Location
- Cambride Road, Dublin 4 Dublin, D04 N227 Ireland
- Coordinates: 53°20′38″N 6°13′27″W﻿ / ﻿53.34378°N 6.22404°W

Information
- Former name: Ringsend Technical Institute
- Type: Secondary school & Further Education
- Denomination: Multi-denominational
- Established: 7 October 1893 (originally); 15 April 1983 (current form);
- Educational authority: City of Dublin ETB (DETB)
- School number: 70200D
- Principal: Jonathan Walker
- Gender: Mixed

= Ringsend Technical Institute =

Secondary school in Dublin, Ireland

Ringsend College is a multi-denominational secondary school and further education college run by the City of Dublin Education and Training Board (CDETB). The college operates under a local sub-committee which is representative of parents, staff, community, local primary schools and industry. It is chaired by Kevin Humphreys.

The original college was opened by the Earl of Pembroke on 7 October 1893 as a technical and fisheries college for the community of Ringsend. The Ringsend Technical Institute (the current form of the college) was opened by Taoiseach Garret FitzGerald on 15 April 1983, and was renamed to Ringsend College in 2011.

The college offers the Junior Cert, Leaving Cert, Repeat Leaving Cert, Post leaving Cert, and FIT/VTOS Adult programmes.

== Location ==

The college is situated on Cambridge Road in Ringsend, Dublin 4. It overlooks the Liffey, near the East Link Toll Bridge.

== Courses ==

=== Junior Certificate ===
There is a 3-year programme for the Junior Certificate covering core subjects English, Irish, Maths, Religious Education, Science and Physical Education.

Other subjects vary from year to year depending on demand and can include French, Woodwork M.T.W., Art, Metalwork, Home Economics, Technical Graphics, Business Studies, Music.

=== Leaving Certificate ===
This is a 2-year programme covering 5th and 6th years. The core subjects are: English, Irish, Maths, Religious Education, French and the Leaving Cert Vocational Programme.

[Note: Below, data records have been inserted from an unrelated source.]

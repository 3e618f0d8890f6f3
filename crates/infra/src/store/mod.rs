//! Storage boundary for stock records, the movement ledger and the rows the
//! pipelines maintain alongside them (receipt guards, payables, quote
//! reservations).
//!
//! Every mutation goes through a [`StockTx`]: a unit of work that locks the
//! rows it reads for update and is either committed as a whole or rolled back.

pub mod in_memory;
pub mod postgres;
pub mod r#trait;

pub use in_memory::InMemoryStockStore;
pub use postgres::PostgresStockStore;
pub use r#trait::{StockStore, StockTx, StoreError};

Optional subjects are Art, Engineering, Home Economics, Business Studies, Biology, History, Geography, Music.

At the senior cycle, preparation for work and specific job opportunities are dealt with by the school's guidance counsellor. Also, information and advice is given regarding CAO/CAS applications and all other further educational opportunities.

=== Other courses ===
In the 2022-23 academic year, the college offered a PLC (NFQ Level 5 and 6) courses, such as 'Computer Systems & Networks' (including CompTIA A+ certification) and 'Business Administration with IT Skills'. Part-time courses included a "Back to Education Initiative" (BTEI).